Transgender Day of Remembrance started with sister vigils held in Boston and San Francisco in 1999, organized by Gwendolyn Ann Smith with the help of Penni Ashe Matz, to honor the lives of Rita Hester and Chanelle Pickett, two Black trans women who were killed in Massachusetts. Soon the vigils began expanding to other locations. Tiffany Woods started holding the vigil in Alameda County, and Bruckner Carrillo began holding the vigil in southern Alameda County about seven years ago when Woods relocated.
“It’s too important of an event not to happen because this is often the only funeral these folks are going to get,” Bruckner Carrillo said.
Bruckner Carrillo told the crowd that it was important to hold the vigil at the Office of Education because of how many young people are impacted by anti-LGBTQ rhetoric and policies coming out of school boards “across the country and in our own backyard.”
“They’re targeting youth sports, gender-affirming care, forcing kids to use restrooms and locker rooms that aren’t safe for them,” Bruckner Carrillo said, “and banning books that in any way shape or form tell a trans kid or a gay kid that they exist, that they matter and that they are loved.”
Locally, Bruckner Carrillo highlighted the fact that the Sunol Glen Unified School District Board of Education recently banned the display of pride flags. Similarly, a member of Hayward Unified’s school board has been reading Bible verses in response to the rest of the board’s refusal to pass a policy that would reveal trans students’ identities to parents, even if it might lead to abuse or being kicked out of their homes.
State legislatures have also introduced a hundred bills targeting trans people since 2020, with 506 bills aimed at limiting LGBTQ rights introduced in state legislatures just this year, according to the American Civil Liberties Union. Currently, Republican members of the House of Representatives are trying to add restrictions on gender-affirming care and diversity and inclusion programs, along with bans on drag performances and pride flag displays, to crucial appropriations bills.
Estimates vary regarding the number of people in the U.S. who identify as trans or nonbinary, umbrella terms that refer to people whose gender identity and expression differ from what is expected of the sex assigned to them at birth. Research indicates anywhere from 0.5% to 1.6% of adults are trans, with higher rates for kids.
Trans people face a heightened risk of violence, particularly sexual violence, because of their identity.

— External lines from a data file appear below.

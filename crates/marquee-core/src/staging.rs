//! The staging normalizer: a pure transform from a landed [`RawRecord`] to a
//! typed [`StagedRecord`].
//!
//! Normalization never fails. A field that does not validate becomes `None`
//! and is left for the quality gate to score; only a missing event name makes
//! a record unusable downstream, and even that is decided by the reconciler,
//! not here.

use std::sync::OnceLock;

use chrono::{DateTime, NaiveDate, NaiveTime, Utc};
use regex::Regex;
use serde::{Deserialize, Serialize};

use crate::{keys::EventKey, raw::RawRecord};

pub const DEFAULT_CATEGORY: &str = "Unknown";
pub const DEFAULT_SUBCATEGORY: &str = "General";

// ─── Lexical patterns ────────────────────────────────────────────────────────

fn date_re() -> &'static Regex {
  static DATE_RE: OnceLock<Regex> = OnceLock::new();
  DATE_RE.get_or_init(|| {
    Regex::new(r"^([0-9]{4})-([0-9]{2})-([0-9]{2})$").expect("valid date regex")
  })
}

fn time_re() -> &'static Regex {
  static TIME_RE: OnceLock<Regex> = OnceLock::new();
  TIME_RE.get_or_init(|| {
    Regex::new(r"^([0-9]{2}):([0-9]{2})(?::([0-9]{2}))?").expect("valid time regex")
  })
}

fn price_re() -> &'static Regex {
  static PRICE_RE: OnceLock<Regex> = OnceLock::new();
  PRICE_RE.get_or_init(|| {
    Regex::new(r"^[0-9]+(?:\.[0-9]+)?$").expect("valid price regex")
  })
}

fn coordinate_re() -> &'static Regex {
  static COORDINATE_RE: OnceLock<Regex> = OnceLock::new();
  COORDINATE_RE.get_or_init(|| {
    Regex::new(r"^[+-]?[0-9]+(?:\.[0-9]+)?$").expect("valid coordinate regex")
  })
}

// ─── Field rules ─────────────────────────────────────────────────────────────

/// Trim, and collapse blank strings to `None`.
pub fn clean_text(raw: Option<&str>) -> Option<String> {
  raw.map(str::trim).filter(|s| !s.is_empty()).map(str::to_owned)
}

/// Capitalise the first letter of every alphanumeric run and lower-case the
/// rest: `"mERCEDES-benz arena"` becomes `"Mercedes-Benz Arena"`.
pub fn title_case(s: &str) -> String {
  let mut out = String::with_capacity(s.len());
  let mut at_word_start = true;
  for c in s.chars() {
    if c.is_alphanumeric() {
      if at_word_start {
        out.extend(c.to_uppercase());
      } else {
        out.extend(c.to_lowercase());
      }
      at_word_start = false;
    } else {
      out.push(c);
      at_word_start = true;
    }
  }
  out
}

/// [`clean_text`] followed by [`title_case`]; the rule for names and places.
pub fn proper_noun(raw: Option<&str>) -> Option<String> {
  clean_text(raw).map(|s| title_case(&s))
}

/// Whether `raw` matches the strict `YYYY-MM-DD` lexical pattern. Says nothing
/// about whether the date exists on the calendar.
pub fn is_strict_date(raw: &str) -> bool { date_re().is_match(raw.trim()) }

/// Parse a strict `YYYY-MM-DD` date. Lexically valid but impossible dates
/// (`2024-02-30`) are rejected too.
pub fn parse_date(raw: Option<&str>) -> Option<NaiveDate> {
  let caps = date_re().captures(raw?.trim())?;
  let year = caps[1].parse().ok()?;
  let month = caps[2].parse().ok()?;
  let day = caps[3].parse().ok()?;
  NaiveDate::from_ymd_opt(year, month, day)
}

/// Parse an `HH:MM[...]` time; anything after the optional `:SS` is ignored.
pub fn parse_time(raw: Option<&str>) -> Option<NaiveTime> {
  let caps = time_re().captures(raw?.trim())?;
  let hour = caps[1].parse().ok()?;
  let minute = caps[2].parse().ok()?;
  let second = match caps.get(3) {
    Some(m) => m.as_str().parse().ok()?,
    None => 0,
  };
  NaiveTime::from_hms_opt(hour, minute, second)
}

/// Parse a non-negative decimal price. Signs, exponents, thousands separators
/// and currency symbols all degrade to `None`.
pub fn parse_price(raw: Option<&str>) -> Option<f64> {
  let s = raw?.trim();
  if !price_re().is_match(s) {
    return None;
  }
  s.parse::<f64>().ok().filter(|p| p.is_finite())
}

fn parse_coordinate(raw: Option<&str>, limit: f64) -> Option<f64> {
  let s = raw?.trim();
  if !coordinate_re().is_match(s) {
    return None;
  }
  s.parse::<f64>().ok().filter(|c| c.abs() <= limit)
}

// ─── StagedRecord ────────────────────────────────────────────────────────────

/// A typed, validated view of one raw record. Never persisted; always
/// recomputable from its [`RawRecord`].
#[derive(Debug, Clone, PartialEq, Serialize, Deserialize)]
pub struct StagedRecord {
  pub raw_id:        i64,
  pub source:        String,
  pub source_id:     String,
  pub event_key:     EventKey,
  pub ingested_at:   DateTime<Utc>,
  /// Required downstream; a record without a name produces no fact.
  pub event_name:    Option<String>,
  pub event_date:    Option<NaiveDate>,
  pub event_time:    Option<NaiveTime>,
  pub venue_name:    Option<String>,
  pub venue_city:    Option<String>,
  pub venue_country: Option<String>,
  pub venue_lat:     Option<f64>,
  pub venue_lon:     Option<f64>,
  /// Never blank; defaults to [`DEFAULT_CATEGORY`].
  pub category:      String,
  /// Never blank; defaults to [`DEFAULT_SUBCATEGORY`].
  pub subcategory:   String,
  pub price_min:     Option<f64>,
  pub price_max:     Option<f64>,
  pub currency:      Option<String>,
  pub url:           Option<String>,
  pub status:        Option<String>,
}

impl StagedRecord {
  pub fn is_usable(&self) -> bool { self.event_name.is_some() }
}

/// Normalize one raw record.
pub fn normalize(raw: &RawRecord) -> StagedRecord {
  let f = &raw.fields;
  StagedRecord {
    raw_id:        raw.raw_id,
    source:        raw.source.trim().to_owned(),
    source_id:     raw.source_id.trim().to_owned(),
    event_key:     raw.event_key(),
    ingested_at:   raw.ingested_at,
    event_name:    proper_noun(f.event_name.as_deref()),
    event_date:    parse_date(f.event_date.as_deref()),
    event_time:    parse_time(f.event_time.as_deref()),
    venue_name:    proper_noun(f.venue_name.as_deref()),
    venue_city:    proper_noun(f.venue_city.as_deref()),
    venue_country: proper_noun(f.venue_country.as_deref()),
    venue_lat:     parse_coordinate(f.venue_lat.as_deref(), 90.0),
    venue_lon:     parse_coordinate(f.venue_lon.as_deref(), 180.0),
    category:      clean_text(f.category.as_deref())
      .unwrap_or_else(|| DEFAULT_CATEGORY.to_owned()),
    subcategory:   clean_text(f.subcategory.as_deref())
      .unwrap_or_else(|| DEFAULT_SUBCATEGORY.to_owned()),
    price_min:     parse_price(f.price_min.as_deref()),
    price_max:     parse_price(f.price_max.as_deref()),
    currency:      clean_text(f.currency.as_deref()).map(|c| c.to_uppercase()),
    url:           clean_text(f.url.as_deref()),
    status:        clean_text(f.status.as_deref()).map(|s| s.to_lowercase()),
  }
}
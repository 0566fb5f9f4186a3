//! The event fact: one row per event natural key.

use chrono::{DateTime, NaiveDate, NaiveTime, Utc};
use serde::{Deserialize, Serialize};

use crate::keys::EventKey;

/// Surrogate keys of the dimensions a fact points at. `None` marks a
/// dimension that could not be resolved; that is data, not an error.
#[derive(Debug, Clone, Copy, Default, PartialEq, Eq, Serialize, Deserialize)]
pub struct DimensionRefs {
  pub date_id:     Option<i64>,
  pub venue_id:    Option<i64>,
  pub category_id: Option<i64>,
  pub source_id:   Option<i64>,
}

impl DimensionRefs {
  /// Whether every dimension the referential-completeness check cares about
  /// (date, venue, category) resolved.
  pub fn is_complete(&self) -> bool {
    self.date_id.is_some() && self.venue_id.is_some() && self.category_id.is_some()
  }
}

/// The measures and mutable attributes of a fact; exactly the columns an
/// upsert overwrites on conflict.
#[derive(Debug, Clone, PartialEq, Serialize, Deserialize)]
pub struct FactMeasures {
  pub status:           Option<String>,
  pub price_min:        Option<f64>,
  pub price_max:        Option<f64>,
  pub price_avg:        Option<f64>,
  pub currency:         Option<String>,
  /// `price_min` converted into the base currency.
  pub price_normalized: Option<f64>,
}

/// Input to a fact upsert, built by the reconciler from a staged record and
/// its resolved dimensions.
#[derive(Debug, Clone, PartialEq, Serialize, Deserialize)]
pub struct FactRow {
  pub event_key:  EventKey,
  pub source:     String,
  pub source_id:  String,
  pub refs:       DimensionRefs,
  pub event_name: String,
  pub event_date: Option<NaiveDate>,
  pub event_time: Option<NaiveTime>,
  pub url:        Option<String>,
  pub measures:   FactMeasures,
}

/// A persisted fact as read back from the store.
#[derive(Debug, Clone, PartialEq, Serialize, Deserialize)]
pub struct EventFact {
  pub fact_id:    i64,
  pub event_key:  EventKey,
  pub source:     String,
  pub source_id:  String,
  pub refs:       DimensionRefs,
  pub event_name: String,
  pub event_date: Option<NaiveDate>,
  pub event_time: Option<NaiveTime>,
  pub url:        Option<String>,
  pub measures:   FactMeasures,
  pub is_deleted: bool,
  /// Set on first insert; never changes.
  pub loaded_at:  DateTime<Utc>,
  /// Set on every merge.
  pub updated_at: DateTime<Utc>,
}

/// Whether an upsert created a fact or merged into an existing one.
#[derive(Debug, Clone, Copy, PartialEq, Eq)]
pub enum UpsertOutcome {
  Inserted,
  Updated,
}
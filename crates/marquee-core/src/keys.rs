//! Natural keys: stable identities derived from source or content
//! attributes, as opposed to store-assigned surrogate keys.
//!
//! Both keys are lowercase hex SHA-256 digests over their parts joined with a
//! unit separator, so `("ab", "c")` and `("a", "bc")` never collide.

use std::fmt;

use serde::{Deserialize, Serialize};
use sha2::{Digest, Sha256};

const SEPARATOR: u8 = 0x1f;

fn digest(parts: &[&str]) -> String {
  let mut hasher = Sha256::new();
  for (i, part) in parts.iter().enumerate() {
    if i > 0 {
      hasher.update([SEPARATOR]);
    }
    hasher.update(part.as_bytes());
  }
  hex::encode(hasher.finalize())
}

// ─── EventKey ────────────────────────────────────────────────────────────────

/// Identity of an event fact: a function of (source, source-local id).
#[derive(Debug, Clone, PartialEq, Eq, PartialOrd, Ord, Hash, Serialize, Deserialize)]
#[serde(transparent)]
pub struct EventKey(String);

impl EventKey {
  pub fn derive(source: &str, source_id: &str) -> Self {
    Self(digest(&[source.trim(), source_id.trim()]))
  }

  /// Wrap a key previously produced by [`EventKey::derive`], e.g. one read
  /// back from storage.
  pub fn from_stored(key: String) -> Self { Self(key) }

  pub fn as_str(&self) -> &str { &self.0 }
}

impl fmt::Display for EventKey {
  fn fmt(&self, f: &mut fmt::Formatter<'_>) -> fmt::Result { f.write_str(&self.0) }
}

// ─── VenueKey ────────────────────────────────────────────────────────────────

/// Identity of a venue across all of its versions: a function of the
/// normalized (name, city) pair. A missing city hashes as the empty string.
#[derive(Debug, Clone, PartialEq, Eq, PartialOrd, Ord, Hash, Serialize, Deserialize)]
#[serde(transparent)]
pub struct VenueKey(String);

impl VenueKey {
  pub fn derive(name: &str, city: Option<&str>) -> Self {
    Self(digest(&[name.trim(), city.map(str::trim).unwrap_or_default()]))
  }

  pub fn from_stored(key: String) -> Self { Self(key) }

  pub fn as_str(&self) -> &str { &self.0 }
}

impl fmt::Display for VenueKey {
  fn fmt(&self, f: &mut fmt::Formatter<'_>) -> fmt::Result { f.write_str(&self.0) }
}
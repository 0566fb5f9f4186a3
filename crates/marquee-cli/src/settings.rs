//! Runtime configuration, layered from an optional TOML file and
//! `MARQUEE_`-prefixed environment variables.

use std::{
  collections::BTreeMap,
  path::{Path, PathBuf},
};

use anyhow::Context as _;
use marquee_core::{
  dimension::{VenuePolicy, DEFAULT_COORDINATE_TOLERANCE},
  measures::RateTable,
  pipeline::PipelineConfig,
};
use serde::Deserialize;

/// Which venue versioning behaviour to apply on repeat sightings.
#[derive(Deserialize, Debug, Clone, Copy, Default, PartialEq, Eq)]
#[serde(rename_all = "snake_case")]
pub enum PolicyName {
  #[default]
  Revise,
  InsertOnce,
}

#[derive(Deserialize, Debug, Clone)]
#[serde(default)]
pub struct Settings {
  pub store_path:           PathBuf,
  pub venue_policy:         PolicyName,
  pub coordinate_tolerance: f64,
  pub base_currency:        String,
  /// Replaces the built-in rate table entirely when present.
  pub rates:                BTreeMap<String, f64>,
}

impl Default for Settings {
  fn default() -> Self {
    let defaults = RateTable::default();
    Self {
      store_path:           PathBuf::from("marquee.db"),
      venue_policy:         PolicyName::default(),
      coordinate_tolerance: DEFAULT_COORDINATE_TOLERANCE,
      base_currency:        defaults.base().to_owned(),
      rates:                defaults.rates().clone(),
    }
  }
}

impl Settings {
  /// Read `path` (if it exists) and overlay the environment.
  pub fn load(path: &Path) -> anyhow::Result<Self> {
    config::Config::builder()
      .add_source(config::File::from(path).required(false))
      .add_source(config::Environment::with_prefix("MARQUEE"))
      .build()
      .context("failed to read config file")?
      .try_deserialize()
      .context("failed to deserialise settings")
  }

  pub fn pipeline_config(&self) -> anyhow::Result<PipelineConfig> {
    let venue_policy = match self.venue_policy {
      PolicyName::Revise => VenuePolicy::Revise { tolerance: self.coordinate_tolerance },
      PolicyName::InsertOnce => VenuePolicy::InsertOnce,
    };

    let mut rates = RateTable::new(&self.base_currency);
    for (code, rate) in &self.rates {
      rates = rates.with_rate(code, *rate).context("invalid rate table")?;
    }

    Ok(PipelineConfig { venue_policy, rates })
  }
}

/// Expand a leading `~` to the user's home directory.
pub fn expand_tilde(path: &Path) -> PathBuf {
  let s = path.to_string_lossy();
  if let Some(rest) = s.strip_prefix("~/")
    && let Ok(home) = std::env::var("HOME")
  {
    return PathBuf::from(home).join(rest);
  }
  path.to_path_buf()
}

#[cfg(test)]
mod tests {
  use config::FileFormat;

  use super::*;

  fn parse(toml: &str) -> Settings {
    config::Config::builder()
      .add_source(config::File::from_str(toml, FileFormat::Toml))
      .build()
      .unwrap()
      .try_deserialize()
      .unwrap()
  }

  #[test]
  fn empty_file_yields_defaults() {
    let settings = parse("");
    assert_eq!(settings.store_path, PathBuf::from("marquee.db"));
    assert_eq!(settings.venue_policy, PolicyName::Revise);

    let cfg = settings.pipeline_config().unwrap();
    assert_eq!(cfg, PipelineConfig::default());
  }

  #[test]
  fn insert_once_and_custom_rates() {
    let settings = parse(
      r#"
        venue_policy = "insert_once"
        base_currency = "usd"

        [rates]
        EUR = 1.09
      "#,
    );
    let cfg = settings.pipeline_config().unwrap();
    assert_eq!(cfg.venue_policy, VenuePolicy::InsertOnce);
    assert_eq!(cfg.rates.base(), "USD");
    assert_eq!(cfg.rates.rate("EUR"), Some(1.09));
    assert_eq!(cfg.rates.rate("GBP"), None);
  }

  #[test]
  fn revise_carries_the_configured_tolerance() {
    let settings = parse("coordinate_tolerance = 0.001");
    let cfg = settings.pipeline_config().unwrap();
    assert_eq!(cfg.venue_policy, VenuePolicy::Revise { tolerance: 0.001 });
  }

  #[test]
  fn non_positive_rates_are_rejected() {
    let settings = parse("[rates]\nGBP = 0.0");
    assert!(settings.pipeline_config().is_err());
  }

  #[test]
  fn tilde_expands_to_home() {
    if let Ok(home) = std::env::var("HOME") {
      assert_eq!(expand_tilde(Path::new("~/w.db")), PathBuf::from(home).join("w.db"));
    }
    assert_eq!(expand_tilde(Path::new("/tmp/w.db")), PathBuf::from("/tmp/w.db"));
  }
}
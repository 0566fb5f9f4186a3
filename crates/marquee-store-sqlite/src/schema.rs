//! SQL schema for the Marquee SQLite warehouse.
//!
//! Executed once at connection startup. Future migrations will be gated on
//! `PRAGMA user_version`.

/// Full schema DDL; idempotent thanks to `IF NOT EXISTS`.
pub const SCHEMA: &str = "
PRAGMA journal_mode = WAL;
PRAGMA foreign_keys = ON;

-- Landing store. Append-only; the only UPDATE ever issued flips
-- is_processed from 0 to 1.
CREATE TABLE IF NOT EXISTS raw_events (
    raw_id        INTEGER PRIMARY KEY AUTOINCREMENT,
    source        TEXT NOT NULL,
    source_id     TEXT NOT NULL,
    event_key     TEXT NOT NULL,   -- derived from (source, source_id)
    payload_json  TEXT,
    event_name    TEXT,
    event_date    TEXT,
    event_time    TEXT,
    venue_name    TEXT,
    venue_city    TEXT,
    venue_country TEXT,
    venue_lat     TEXT,
    venue_lon     TEXT,
    category      TEXT,
    subcategory   TEXT,
    price_min     TEXT,
    price_max     TEXT,
    currency      TEXT,
    url           TEXT,
    status        TEXT,
    ingested_at   TEXT NOT NULL,   -- RFC 3339 UTC
    is_processed  INTEGER NOT NULL DEFAULT 0 CHECK (is_processed IN (0, 1))
);

CREATE TABLE IF NOT EXISTS dim_date (
    date_id     INTEGER PRIMARY KEY AUTOINCREMENT,
    full_date   TEXT NOT NULL UNIQUE,   -- YYYY-MM-DD
    day_of_week INTEGER NOT NULL,
    day_name    TEXT NOT NULL,
    week        INTEGER NOT NULL,
    month       INTEGER NOT NULL,
    month_name  TEXT NOT NULL,
    quarter     INTEGER NOT NULL,
    year        INTEGER NOT NULL,
    is_weekend  INTEGER NOT NULL
);

-- Versioned (SCD type 2). At most one current version per venue_key.
CREATE TABLE IF NOT EXISTS dim_venue (
    venue_id   INTEGER PRIMARY KEY AUTOINCREMENT,
    venue_key  TEXT NOT NULL,
    name       TEXT NOT NULL,
    city       TEXT,
    country    TEXT,
    lat        REAL,
    lon        REAL,
    valid_from TEXT NOT NULL,
    valid_to   TEXT,
    is_current INTEGER NOT NULL DEFAULT 1 CHECK (is_current IN (0, 1)),
    CHECK (is_current = 1 OR valid_to IS NOT NULL)
);

CREATE UNIQUE INDEX IF NOT EXISTS dim_venue_current_uq
    ON dim_venue(venue_key) WHERE is_current = 1;

CREATE TABLE IF NOT EXISTS dim_category (
    category_id INTEGER PRIMARY KEY AUTOINCREMENT,
    category    TEXT NOT NULL,
    subcategory TEXT NOT NULL,
    UNIQUE (category, subcategory)
);

CREATE TABLE IF NOT EXISTS dim_source (
    source_id   INTEGER PRIMARY KEY AUTOINCREMENT,
    name        TEXT NOT NULL UNIQUE,
    source_type TEXT NOT NULL   -- 'api' | 'file' | 'manual' | 'unknown'
);

-- Upserted by event_key; never hard-deleted.
CREATE TABLE IF NOT EXISTS fact_events (
    fact_id          INTEGER PRIMARY KEY AUTOINCREMENT,
    event_key        TEXT NOT NULL UNIQUE,
    source           TEXT NOT NULL,
    source_event_id  TEXT NOT NULL,
    date_id          INTEGER REFERENCES dim_date(date_id),
    venue_id         INTEGER REFERENCES dim_venue(venue_id),
    category_id      INTEGER REFERENCES dim_category(category_id),
    source_dim_id    INTEGER REFERENCES dim_source(source_id),
    event_name       TEXT NOT NULL,
    event_date       TEXT,
    event_time       TEXT,
    url              TEXT,
    status           TEXT,
    price_min        REAL,
    price_max        REAL,
    price_avg        REAL,
    currency         TEXT,
    price_normalized REAL,
    is_deleted       INTEGER NOT NULL DEFAULT 0 CHECK (is_deleted IN (0, 1)),
    loaded_at        TEXT NOT NULL,
    updated_at       TEXT NOT NULL
);

-- Append-only; no UPDATE or DELETE is ever issued against this table.
CREATE TABLE IF NOT EXISTS quality_log (
    check_id        INTEGER PRIMARY KEY AUTOINCREMENT,
    run_id          TEXT NOT NULL,
    check_name      TEXT NOT NULL,
    population      TEXT NOT NULL,
    records_checked INTEGER NOT NULL,
    records_failed  INTEGER NOT NULL,
    pass_rate       REAL NOT NULL,
    status          TEXT NOT NULL,   -- 'passed' | 'warning' | 'failed'
    checked_at      TEXT NOT NULL,
    UNIQUE (run_id, check_name)
);

CREATE TABLE IF NOT EXISTS run_log (
    run_id            TEXT PRIMARY KEY,
    kind              TEXT NOT NULL,   -- 'land' | 'full' | 'quality'
    status            TEXT NOT NULL,   -- 'running' | 'success' | 'failed'
    started_at        TEXT NOT NULL,
    finished_at       TEXT,
    records_fetched   INTEGER NOT NULL DEFAULT 0,
    records_loaded    INTEGER NOT NULL DEFAULT 0,
    records_skipped   INTEGER NOT NULL DEFAULT 0,
    records_processed INTEGER NOT NULL DEFAULT 0,
    quality           TEXT,
    error_message     TEXT
);

CREATE INDEX IF NOT EXISTS raw_events_unprocessed_idx ON raw_events(is_processed);
CREATE INDEX IF NOT EXISTS raw_events_key_idx         ON raw_events(event_key);
CREATE INDEX IF NOT EXISTS dim_venue_key_idx          ON dim_venue(venue_key);
CREATE INDEX IF NOT EXISTS quality_log_checked_idx    ON quality_log(checked_at);

PRAGMA user_version = 1;
";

The 2015 U.S. Transgender Survey found that 47% of trans people are sexually assaulted at some point in their lives. Rates were highest for American Indian (65%), multiracial (59%), Middle Eastern (58%) and Black (53%) respondents.
According to a study conducted by the Williams Institute at the University of California at Los Angeles School of Law, about half of violent incidents against trans people go unreported to the police. The 2015 U.S. Transgender Survey revealed that approximately one in five respondents who had been incarcerated in jail, prison or juvenile detention reported being physically or sexually assaulted by staff at the facility.
Sonia Waraich can be reached at 510-952-7455.
Photo caption: People from across southern Alameda County read the names of the transgender people who died this year in front of the Alameda County Office of Education on Monday, Nov. 20, the annual Transgender Day of Remembrance. (Sonia Waraich – East Bay Echo)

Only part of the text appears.